You shall not make for yourself a carved image … you shall not bow down to them nor serve them. For I, the Lord your God, am a jealous God. (Ex. 20:4-5)
Because God wants us to know Him, the Scriptures describe Him in ways we can understand. Yet many have found it hard to accept Him as a jealous God. Some have even used this as an excuse for leaving their Christian upbringing, believing it represents a flaw in God’s character.
The difficulty lies partly in the fact that we often use the words “jealousy” and “envy” in similar ways. In some aspects they are indeed alike. The Hebrew and Greek words are often translated interchangeably; and both terms are listed among the works of the flesh in Galatians 5:20–21, where the King James word “emulations” is the same word as jealousy.
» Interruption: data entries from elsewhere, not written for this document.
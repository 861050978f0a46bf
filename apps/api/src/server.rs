//! HTTP server assembly.
//!
//! ```text
//! ┌─────────────────────────────────────────────────────────────────────────┐
//! │  Request                                                                │
//! │     │                                                                   │
//! │     ▼                                                                   │
//! │  TraceLayer ─► CorsLayer ─► DefaultBodyLimit                            │
//! │     │                                                                   │
//! │     ▼                                                                   │
//! │  /api/v1/healthcheck        (public)                                    │
//! │  /api/v1/users/...          (register, login, refresh-token public)     │
//! │  /api/v1/videos/...         (verify_jwt on every route)                 │
//! └─────────────────────────────────────────────────────────────────────────┘
//! ```

use std::path::PathBuf;
use std::sync::Arc;

use axum::extract::{DefaultBodyLimit, Request};
use axum::http::{header, HeaderValue, Method};
use axum::Router;
use tower_http::cors::{Any, CorsLayer};
use tower_http::trace::{DefaultMakeSpan, DefaultOnResponse, TraceLayer};
use tracing::{info, warn, Level, Span};

use crate::auth::JwtManager;
use crate::config::ApiConfig;
use crate::media::MediaUploader;
use crate::routes;
use crate::session::SessionTokenManager;
use vidtube_db::Database;

/// Shared application state.
#[derive(Clone)]
pub struct AppState {
    pub db: Database,
    pub jwt: Arc<JwtManager>,
    pub sessions: Arc<SessionTokenManager>,
    pub uploader: Arc<dyn MediaUploader>,
    pub upload_dir: PathBuf,
}

impl AppState {
    /// Wires the session manager to the user table of `db`.
    pub fn new(
        db: Database,
        jwt: Arc<JwtManager>,
        uploader: Arc<dyn MediaUploader>,
        upload_dir: impl Into<PathBuf>,
    ) -> Self {
        let sessions = Arc::new(SessionTokenManager::new(jwt.clone(), Arc::new(db.users())));
        AppState {
            db,
            jwt,
            sessions,
            uploader,
            upload_dir: upload_dir.into(),
        }
    }
}

/// Router-level settings that are not part of [`AppState`].
#[derive(Debug, Clone)]
pub struct RouterOptions {
    pub cors_origin: Option<String>,
    pub body_limit_bytes: usize,
}

impl Default for RouterOptions {
    fn default() -> Self {
        RouterOptions {
            cors_origin: None,
            body_limit_bytes: 100 * 1024 * 1024,
        }
    }
}

impl From<&ApiConfig> for RouterOptions {
    fn from(config: &ApiConfig) -> Self {
        RouterOptions {
            cors_origin: config.cors_origin.clone(),
            body_limit_bytes: config.body_limit_bytes,
        }
    }
}

fn cors_layer(origin: Option<&str>) -> CorsLayer {
    let allowed = origin.and_then(|o| match HeaderValue::from_str(o) {
        Ok(value) => Some(value),
        Err(_) => {
            warn!(origin = %o, "Ignoring invalid CORS_ORIGIN");
            None
        }
    });

    match allowed {
        // cookies need an explicit origin
        Some(value) => CorsLayer::new()
            .allow_origin(value)
            .allow_credentials(true)
            .allow_methods([
                Method::GET,
                Method::POST,
                Method::PATCH,
                Method::DELETE,
                Method::OPTIONS,
            ])
            .allow_headers([header::CONTENT_TYPE, header::AUTHORIZATION]),
        None => CorsLayer::new()
            .allow_origin(Any)
            .allow_methods(Any)
            .allow_headers(Any),
    }
}

/// Build the router with all middleware and routes.
pub fn build_router(state: AppState, options: &RouterOptions) -> Router {
    routes::create_router(state)
        .layer(DefaultBodyLimit::max(options.body_limit_bytes))
        .layer(cors_layer(options.cors_origin.as_deref()))
        .layer(
            TraceLayer::new_for_http()
                .make_span_with(|req: &Request| {
                    if req.uri().path() == "/api/v1/healthcheck" {
                        Span::none()
                    } else {
                        use tower_http::trace::MakeSpan;
                        DefaultMakeSpan::new().level(Level::INFO).make_span(req)
                    }
                })
                .on_response(DefaultOnResponse::new().level(Level::INFO)),
        )
}

/// Binds, serves until a shutdown signal arrives, then closes the pool.
pub async fn run(config: &ApiConfig, state: AppState) -> anyhow::Result<()> {
    let db = state.db.clone();
    let router = build_router(state, &RouterOptions::from(config));

    let listener = tokio::net::TcpListener::bind(config.listen_addr()).await?;
    info!(addr = %listener.local_addr()?, "API server listening");

    axum::serve(listener, router)
        .with_graceful_shutdown(shutdown_signal())
        .await?;

    db.close().await;
    info!("Server shutdown complete");
    Ok(())
}

/// Graceful shutdown signal handler.
async fn shutdown_signal() {
    let ctrl_c = async {
        if let Err(e) = tokio::signal::ctrl_c().await {
            warn!(error = %e, "Failed to install Ctrl+C handler");
            std::future::pending::<()>().await;
        }
    };

    #[cfg(unix)]
    let terminate = async {
        match tokio::signal::unix::signal(tokio::signal::unix::SignalKind::terminate()) {
            Ok(mut signal) => {
                signal.recv().await;
            }
            Err(e) => {
                warn!(error = %e, "Failed to install SIGTERM handler");
                std::future::pending::<()>().await;
            }
        }
    };

    #[cfg(not(unix))]
    let terminate = std::future::pending::<()>();

    tokio::select! {
        _ = ctrl_c => {},
        _ = terminate => {},
    }

    info!("Shutdown signal received, starting graceful shutdown...");
}
//! # Validation Module
//!
//! Input validation for VidTube requests.
//!
//! ## Validation Strategy
//! ```text
//! ┌─────────────────────────────────────────────────────────────────────────┐
//! │                      Validation Layers                                  │
//! │                                                                         │
//! │  Layer 1: axum extractors                                              │
//! │  ├── JSON / multipart deserialization                                  │
//! │           │                                                             │
//! │           ▼                                                             │
//! │  Layer 2: THIS MODULE                                                  │
//! │  ├── Required fields, lengths, formats                                 │
//! │  └── Normalization (trim, lowercase)                                   │
//! │           │                                                             │
//! │           ▼                                                             │
//! │  Layer 3: SQLite                                                       │
//! │  ├── NOT NULL constraints                                              │
//! │  └── UNIQUE(username), UNIQUE(email)                                   │
//! └─────────────────────────────────────────────────────────────────────────┘
//! ```
//!
//! Validators that normalize return the cleaned value so callers never
//! store the raw input by accident.

use uuid::Uuid;

use crate::error::ValidationError;
use crate::types::{SortField, SortOrder, VideoQuery};
use crate::{DEFAULT_PAGE_LIMIT, MAX_PAGE_LIMIT, MIN_PASSWORD_LENGTH};

/// Result type for validation operations.
pub type ValidationResult<T> = Result<T, ValidationError>;

// =============================================================================
// Helpers
// =============================================================================

fn required_trimmed<'a>(field: &str, value: &'a str) -> ValidationResult<&'a str> {
    let value = value.trim();
    if value.is_empty() {
        return Err(ValidationError::required(field));
    }
    Ok(value)
}

fn check_length(field: &str, value: &str, min: usize, max: usize) -> ValidationResult<()> {
    let len = value.chars().count();
    if len < min {
        return Err(ValidationError::TooShort {
            field: field.to_string(),
            min,
        });
    }
    if len > max {
        return Err(ValidationError::TooLong {
            field: field.to_string(),
            max,
        });
    }
    Ok(())
}

// =============================================================================
// User Fields
// =============================================================================

/// Validates a username and returns it lowercased.
///
/// ## Rules
/// - 3 to 30 characters after trimming
/// - Letters, digits, `_` and `.` only
///
/// ## Example
/// ```rust
/// use vidtube_core::validation::validate_username;
///
/// assert_eq!(validate_username("  Alice_01 ").unwrap(), "alice_01");
/// assert!(validate_username("").is_err());
/// assert!(validate_username("no spaces").is_err());
/// ```
pub fn validate_username(username: &str) -> ValidationResult<String> {
    let username = required_trimmed("username", username)?;
    check_length("username", username, 3, 30)?;

    if !username
        .chars()
        .all(|c| c.is_ascii_alphanumeric() || c == '_' || c == '.')
    {
        return Err(ValidationError::InvalidFormat {
            field: "username".to_string(),
            reason: "must contain only letters, numbers, underscores, and dots".to_string(),
        });
    }

    Ok(username.to_lowercase())
}

/// Validates an email address and returns it lowercased.
///
/// Only a structural check: one `@`, non-empty local part, a dot in the
/// domain. Deliverability is not verified.
pub fn validate_email(email: &str) -> ValidationResult<String> {
    let email = required_trimmed("email", email)?;
    check_length("email", email, 3, 254)?;

    let invalid = || ValidationError::InvalidFormat {
        field: "email".to_string(),
        reason: "must be a valid email address".to_string(),
    };

    let (local, domain) = email.split_once('@').ok_or_else(invalid)?;
    if local.is_empty()
        || domain.contains('@')
        || !domain.contains('.')
        || domain.starts_with('.')
        || domain.ends_with('.')
        || email.chars().any(char::is_whitespace)
    {
        return Err(invalid());
    }

    Ok(email.to_lowercase())
}

/// Validates a display name and returns it trimmed.
pub fn validate_full_name(full_name: &str) -> ValidationResult<String> {
    let full_name = required_trimmed("fullName", full_name)?;
    check_length("fullName", full_name, 1, 100)?;
    Ok(full_name.to_string())
}

/// Validates a new password.
///
/// Passwords are not trimmed: whitespace is significant.
pub fn validate_password(password: &str) -> ValidationResult<()> {
    if password.is_empty() {
        return Err(ValidationError::required("password"));
    }
    check_length("password", password, MIN_PASSWORD_LENGTH, 128)
}

// =============================================================================
// Video Fields
// =============================================================================

/// Validates a video title and returns it trimmed.
pub fn validate_title(title: &str) -> ValidationResult<String> {
    let title = required_trimmed("title", title)?;
    check_length("title", title, 1, 200)?;
    Ok(title.to_string())
}

/// Validates a video description and returns it trimmed.
pub fn validate_description(description: &str) -> ValidationResult<String> {
    let description = required_trimmed("description", description)?;
    check_length("description", description, 1, 5000)?;
    Ok(description.to_string())
}

/// Validates an entity id and returns it in canonical form
/// (lowercase, hyphenated), the form ids are stored in.
///
/// ## Example
/// ```rust
/// use vidtube_core::validation::validate_entity_id;
///
/// assert!(validate_entity_id("videoId", "not-a-uuid").is_err());
/// assert!(validate_entity_id("videoId", "  ").is_err());
/// ```
pub fn validate_entity_id(field: &str, id: &str) -> ValidationResult<String> {
    let id = required_trimmed(field, id)?;
    let parsed = Uuid::parse_str(id).map_err(|_| ValidationError::InvalidFormat {
        field: field.to_string(),
        reason: "must be a valid id".to_string(),
    })?;
    Ok(parsed.to_string())
}

// =============================================================================
// Listing
// =============================================================================

/// Raw listing parameters as they arrive on the query string.
#[derive(Debug, Clone, Default)]
pub struct RawVideoQuery<'a> {
    pub page: Option<u32>,
    pub limit: Option<u32>,
    pub query: Option<&'a str>,
    pub sort_by: Option<&'a str>,
    pub sort_type: Option<&'a str>,
    pub user_id: Option<&'a str>,
}

/// Validates listing parameters.
///
/// ## Rules
/// - `page` defaults to 1 and must be at least 1
/// - `limit` defaults to [`DEFAULT_PAGE_LIMIT`], range 1..=[`MAX_PAGE_LIMIT`]
/// - blank `query` is treated as absent
/// - `sortBy` must be one of [`SortField::ALLOWED`]
/// - `userId` must be a valid id
///
/// `include_unpublished` is only set when `caller_id` equals `userId`.
pub fn validate_video_query(raw: RawVideoQuery<'_>, caller_id: &str) -> ValidationResult<VideoQuery> {
    let page = raw.page.unwrap_or(1);
    if page == 0 {
        return Err(ValidationError::OutOfRange {
            field: "page".to_string(),
            min: 1,
            max: i64::from(u32::MAX),
        });
    }

    let limit = raw.limit.unwrap_or(DEFAULT_PAGE_LIMIT);
    if limit == 0 || limit > MAX_PAGE_LIMIT {
        return Err(ValidationError::OutOfRange {
            field: "limit".to_string(),
            min: 1,
            max: i64::from(MAX_PAGE_LIMIT),
        });
    }

    let sort_by = match raw.sort_by.map(str::trim).filter(|s| !s.is_empty()) {
        Some(value) => SortField::parse(value).ok_or_else(|| ValidationError::NotAllowed {
            field: "sortBy".to_string(),
            allowed: SortField::ALLOWED.iter().map(|s| s.to_string()).collect(),
        })?,
        None => SortField::default(),
    };

    let sort_order = match raw.sort_type.map(str::trim).filter(|s| !s.is_empty()) {
        Some(value) => SortOrder::parse(value).ok_or_else(|| ValidationError::NotAllowed {
            field: "sortType".to_string(),
            allowed: vec!["asc".to_string(), "desc".to_string()],
        })?,
        None => SortOrder::default(),
    };

    let owner_id = match raw.user_id.map(str::trim).filter(|s| !s.is_empty()) {
        Some(id) => Some(validate_entity_id("userId", id)?),
        None => None,
    };

    let search = raw
        .query
        .map(str::trim)
        .filter(|s| !s.is_empty())
        .map(str::to_string);
    if let Some(ref search) = search {
        check_length("query", search, 1, 100)?;
    }

    let include_unpublished = owner_id.as_deref() == Some(caller_id);

    Ok(VideoQuery {
        page,
        limit,
        search,
        sort_by,
        sort_order,
        owner_id,
        include_unpublished,
    })
}

// =============================================================================
// Unit Tests
// =============================================================================
//! # User Repository
//!
//! Database operations for users, including the refresh token column the
//! session token manager reads and writes.
//!
//! ## Refresh Token Storage
//! ```text
//! ┌─────────────────────────────────────────────────────────────────────────┐
//! │  users.refresh_token                                                    │
//! │                                                                         │
//! │  NULL ──set_refresh_token(Some(r1))──► r1      (login)                  │
//! │  r1   ──swap_refresh_token(r1, r2)───► r2      (rotation)               │
//! │  r1   ──swap_refresh_token(r1, r3)───► r2      (lost race: 0 rows)      │
//! │  r2   ──set_refresh_token(None)──────► NULL    (logout)                 │
//! └─────────────────────────────────────────────────────────────────────────┘
//! ```
//!
//! Only the credential column and `updated_at` change on these writes; the
//! rest of the row is never revalidated.

use chrono::Utc;
use sqlx::SqlitePool;
use tracing::debug;

use crate::error::{DbError, DbResult};
use vidtube_core::{ChannelProfile, SessionIdentity, User, Video};

/// Repository for user database operations.
#[derive(Debug, Clone)]
pub struct UserRepository {
    pool: SqlitePool,
}

impl UserRepository {
    /// Creates a new UserRepository.
    pub fn new(pool: SqlitePool) -> Self {
        UserRepository { pool }
    }

    // =========================================================================
    // Accounts
    // =========================================================================

    /// Inserts a new user.
    ///
    /// ## Returns
    /// * `Err(DbError::UniqueViolation)` - username or email already taken
    pub async fn insert(&self, user: &User) -> DbResult<()> {
        debug!(username = %user.username, "Inserting user");

        sqlx::query(
            r#"
            INSERT INTO users (
                id, username, email, full_name, avatar, cover_image,
                password_hash, refresh_token, created_at, updated_at
            ) VALUES (?1, ?2, ?3, ?4, ?5, ?6, ?7, ?8, ?9, ?10)
            "#,
        )
        .bind(&user.id)
        .bind(&user.username)
        .bind(&user.email)
        .bind(&user.full_name)
        .bind(&user.avatar)
        .bind(&user.cover_image)
        .bind(&user.password_hash)
        .bind(&user.refresh_token)
        .bind(user.created_at)
        .bind(user.updated_at)
        .execute(&self.pool)
        .await?;

        Ok(())
    }

    /// Gets a user by id.
    pub async fn find_by_id(&self, id: &str) -> DbResult<Option<User>> {
        let user = sqlx::query_as::<_, User>("SELECT * FROM users WHERE id = ?1")
            .bind(id)
            .fetch_optional(&self.pool)
            .await?;

        Ok(user)
    }

    /// Gets a user by username.
    pub async fn find_by_username(&self, username: &str) -> DbResult<Option<User>> {
        let user = sqlx::query_as::<_, User>("SELECT * FROM users WHERE username = ?1")
            .bind(username)
            .fetch_optional(&self.pool)
            .await?;

        Ok(user)
    }

    /// Gets the first user matching either the username or the email.
    ///
    /// `None` arguments never match, so `(None, None)` returns `Ok(None)`.
    pub async fn find_by_username_or_email(
        &self,
        username: Option<&str>,
        email: Option<&str>,
    ) -> DbResult<Option<User>> {
        if username.is_none() && email.is_none() {
            return Ok(None);
        }

        let user = sqlx::query_as::<_, User>(
            r#"
            SELECT * FROM users
            WHERE (?1 IS NOT NULL AND username = ?1)
               OR (?2 IS NOT NULL AND email = ?2)
            LIMIT 1
            "#,
        )
        .bind(username)
        .bind(email)
        .fetch_optional(&self.pool)
        .await?;

        Ok(user)
    }

    /// Updates display name and email.
    ///
    /// ## Returns
    /// * `Ok(User)` - the updated row
    /// * `Err(DbError::NotFound)` - no such user
    /// * `Err(DbError::UniqueViolation)` - email taken by another account
    pub async fn update_account(&self, id: &str, full_name: &str, email: &str) -> DbResult<User> {
        debug!(id = %id, "Updating account details");

        sqlx::query_as::<_, User>(
            r#"
            UPDATE users SET full_name = ?2, email = ?3, updated_at = ?4
            WHERE id = ?1
            RETURNING *
            "#,
        )
        .bind(id)
        .bind(full_name)
        .bind(email)
        .bind(Utc::now())
        .fetch_optional(&self.pool)
        .await?
        .ok_or_else(|| DbError::not_found("User", id))
    }

    /// Replaces the password hash.
    pub async fn update_password(&self, id: &str, password_hash: &str) -> DbResult<()> {
        debug!(id = %id, "Updating password");

        let result = sqlx::query("UPDATE users SET password_hash = ?2, updated_at = ?3 WHERE id = ?1")
            .bind(id)
            .bind(password_hash)
            .bind(Utc::now())
            .execute(&self.pool)
            .await?;

        if result.rows_affected() == 0 {
            return Err(DbError::not_found("User", id));
        }

        Ok(())
    }

    /// Sets the avatar URL and returns the updated user.
    pub async fn update_avatar(&self, id: &str, url: &str) -> DbResult<User> {
        sqlx::query_as::<_, User>(
            "UPDATE users SET avatar = ?2, updated_at = ?3 WHERE id = ?1 RETURNING *",
        )
        .bind(id)
        .bind(url)
        .bind(Utc::now())
        .fetch_optional(&self.pool)
        .await?
        .ok_or_else(|| DbError::not_found("User", id))
    }

    /// Sets the cover image URL and returns the updated user.
    pub async fn update_cover_image(&self, id: &str, url: &str) -> DbResult<User> {
        sqlx::query_as::<_, User>(
            "UPDATE users SET cover_image = ?2, updated_at = ?3 WHERE id = ?1 RETURNING *",
        )
        .bind(id)
        .bind(url)
        .bind(Utc::now())
        .fetch_optional(&self.pool)
        .await?
        .ok_or_else(|| DbError::not_found("User", id))
    }

    // =========================================================================
    // Session Storage
    // =========================================================================

    /// Loads the fields needed to mint tokens and check a refresh token.
    pub async fn find_session_identity(&self, id: &str) -> DbResult<Option<SessionIdentity>> {
        let identity = sqlx::query_as::<_, SessionIdentity>(
            "SELECT id, username, email, full_name, refresh_token FROM users WHERE id = ?1",
        )
        .bind(id)
        .fetch_optional(&self.pool)
        .await?;

        Ok(identity)
    }

    /// Overwrites the stored refresh token (`None` clears it).
    ///
    /// ## Returns
    /// * `Err(DbError::NotFound)` - no such user
    pub async fn set_refresh_token(&self, id: &str, token: Option<&str>) -> DbResult<()> {
        let result =
            sqlx::query("UPDATE users SET refresh_token = ?2, updated_at = ?3 WHERE id = ?1")
                .bind(id)
                .bind(token)
                .bind(Utc::now())
                .execute(&self.pool)
                .await?;

        if result.rows_affected() == 0 {
            return Err(DbError::not_found("User", id));
        }

        Ok(())
    }

    /// Replaces the stored refresh token only if it still equals `expected`.
    ///
    /// ## Returns
    /// * `Ok(true)` - swapped
    /// * `Ok(false)` - the stored value changed (or the user is gone)
    pub async fn swap_refresh_token(&self, id: &str, expected: &str, new: &str) -> DbResult<bool> {
        let result = sqlx::query(
            r#"
            UPDATE users SET refresh_token = ?3, updated_at = ?4
            WHERE id = ?1 AND refresh_token = ?2
            "#,
        )
        .bind(id)
        .bind(expected)
        .bind(new)
        .bind(Utc::now())
        .execute(&self.pool)
        .await?;

        Ok(result.rows_affected() == 1)
    }

    // =========================================================================
    // Channel / History
    // =========================================================================

    /// Builds the public channel page for `username`.
    pub async fn channel_profile(&self, username: &str) -> DbResult<Option<ChannelProfile>> {
        let Some(user) = self.find_by_username(username).await? else {
            return Ok(None);
        };

        let (video_count, total_views): (i64, i64) = sqlx::query_as(
            r#"
            SELECT COUNT(*), COALESCE(SUM(views), 0)
            FROM videos
            WHERE owner_id = ?1 AND is_published = 1
            "#,
        )
        .bind(&user.id)
        .fetch_one(&self.pool)
        .await?;

        Ok(Some(ChannelProfile {
            user: user.to_public(),
            video_count,
            total_views,
        }))
    }

    /// Videos the user has watched, most recent first.
    ///
    /// Videos that were unpublished since are hidden unless the user owns them.
    pub async fn watch_history(&self, id: &str) -> DbResult<Vec<Video>> {
        let videos = sqlx::query_as::<_, Video>(
            r#"
            SELECT v.*
            FROM watch_history w
            INNER JOIN videos v ON v.id = w.video_id
            WHERE w.user_id = ?1
              AND (v.is_published = 1 OR v.owner_id = ?1)
            ORDER BY w.watched_at DESC
            "#,
        )
        .bind(id)
        .fetch_all(&self.pool)
        .await?;

        Ok(videos)
    }
}

// =============================================================================
// Unit Tests
// =============================================================================

#[cfg(test)]
mod tests {
    use super::*;
    use crate::pool::{Database, DbConfig};

    async fn setup() -> (Database, User) {
        let db = Database::new(DbConfig::in_memory()).await.unwrap();
        let user = User::new("alice", "alice@example.com", "Alice", "hash", "a.png", "");
        db.users().insert(&user).await.unwrap();
        (db, user)
    }

    #[tokio::test]
    async fn test_insert_and_find() {
        let (db, user) = setup().await;
        let repo = db.users();

        let found = repo.find_by_id(&user.id).await.unwrap().unwrap();
        assert_eq!(found.username, "alice");
        assert!(found.refresh_token.is_none());

        let by_email = repo
            .find_by_username_or_email(None, Some("alice@example.com"))
            .await
            .unwrap();
        assert_eq!(by_email.unwrap().id, user.id);

        assert!(repo
            .find_by_username_or_email(None, None)
            .await
            .unwrap()
            .is_none());
    }

    #[tokio::test]
    async fn test_duplicate_username_is_unique_violation() {
        let (db, _) = setup().await;
        let dup = User::new("alice", "other@example.com", "Other", "hash", "a.png", "");

        let err = db.users().insert(&dup).await.unwrap_err();
        assert!(matches!(err, DbError::UniqueViolation { ref field, .. } if field == "users.username"));
    }

    #[tokio::test]
    async fn test_refresh_token_set_and_clear() {
        let (db, user) = setup().await;
        let repo = db.users();

        repo.set_refresh_token(&user.id, Some("r1")).await.unwrap();
        let identity = repo.find_session_identity(&user.id).await.unwrap().unwrap();
        assert_eq!(identity.refresh_token.as_deref(), Some("r1"));
        assert_eq!(identity.username, "alice");

        repo.set_refresh_token(&user.id, None).await.unwrap();
        let identity = repo.find_session_identity(&user.id).await.unwrap().unwrap();
        assert!(identity.refresh_token.is_none());

        let err = repo.set_refresh_token("missing", Some("x")).await.unwrap_err();
        assert!(matches!(err, DbError::NotFound { .. }));
    }

    #[tokio::test]
    async fn test_swap_refresh_token_is_compare_and_swap() {
        let (db, user) = setup().await;
        let repo = db.users();
        repo.set_refresh_token(&user.id, Some("r1")).await.unwrap();

        assert!(repo.swap_refresh_token(&user.id, "r1", "r2").await.unwrap());
        // r1 is no longer stored, so a second swap from r1 must not win
        assert!(!repo.swap_refresh_token(&user.id, "r1", "r3").await.unwrap());

        let identity = repo.find_session_identity(&user.id).await.unwrap().unwrap();
        assert_eq!(identity.refresh_token.as_deref(), Some("r2"));

        repo.set_refresh_token(&user.id, None).await.unwrap();
        assert!(!repo.swap_refresh_token(&user.id, "r2", "r4").await.unwrap());
    }

    #[tokio::test]
    async fn test_update_account_and_images() {
        let (db, user) = setup().await;
        let repo = db.users();

        let updated = repo
            .update_account(&user.id, "Alice Liddell", "liddell@example.com")
            .await
            .unwrap();
        assert_eq!(updated.full_name, "Alice Liddell");
        assert_eq!(updated.email, "liddell@example.com");

        let updated = repo.update_avatar(&user.id, "new.png").await.unwrap();
        assert_eq!(updated.avatar, "new.png");

        let updated = repo.update_cover_image(&user.id, "cover.png").await.unwrap();
        assert_eq!(updated.cover_image, "cover.png");

        assert!(matches!(
            repo.update_avatar("missing", "x").await,
            Err(DbError::NotFound { .. })
        ));
    }

    #[tokio::test]
    async fn test_channel_profile_counts_published_videos() {
        let (db, user) = setup().await;

        let mut published = Video::new(&user.id, "one", "d", "v1.mp4", "t1.png", 10.0);
        published.views = 7;
        let mut draft = Video::new(&user.id, "two", "d", "v2.mp4", "t2.png", 5.0);
        draft.is_published = false;
        db.videos().insert(&published).await.unwrap();
        db.videos().insert(&draft).await.unwrap();

        let profile = db.users().channel_profile("alice").await.unwrap().unwrap();
        assert_eq!(profile.video_count, 1);
        assert_eq!(profile.total_views, 7);
        assert_eq!(profile.user.id, user.id);

        assert!(db.users().channel_profile("nobody").await.unwrap().is_none());
    }
}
One distinction in meaning, explained by Greek scholar W. E. Vine, is that jealousy wants the advantages of others for itself, while envy doesn’t want others to have advantages at all.
But there is another important distinction about jealousy: It is always wicked when it has a selfish motive, but it is honorable when it desires something righteous. We should never be jealous of others, but it is good to be jealous for others. A husband should not be jealous of his wife, but he should be jealous for her so that others don’t taint her honor. Paul was jealous over the Corinthians with godly jealousy because he wanted them to be devoted to Christ rather than deceived by the tempter (2 Cor. 11:2-3).
God is never described as being jealous of His people, but He surely is jealous for us. He does not want us to be claimed by another, for He has espoused us unto Himself and zealously desires our spiritual purity. The truth is that we can be very thankful that God is jealous! It means He will never stop caring about us.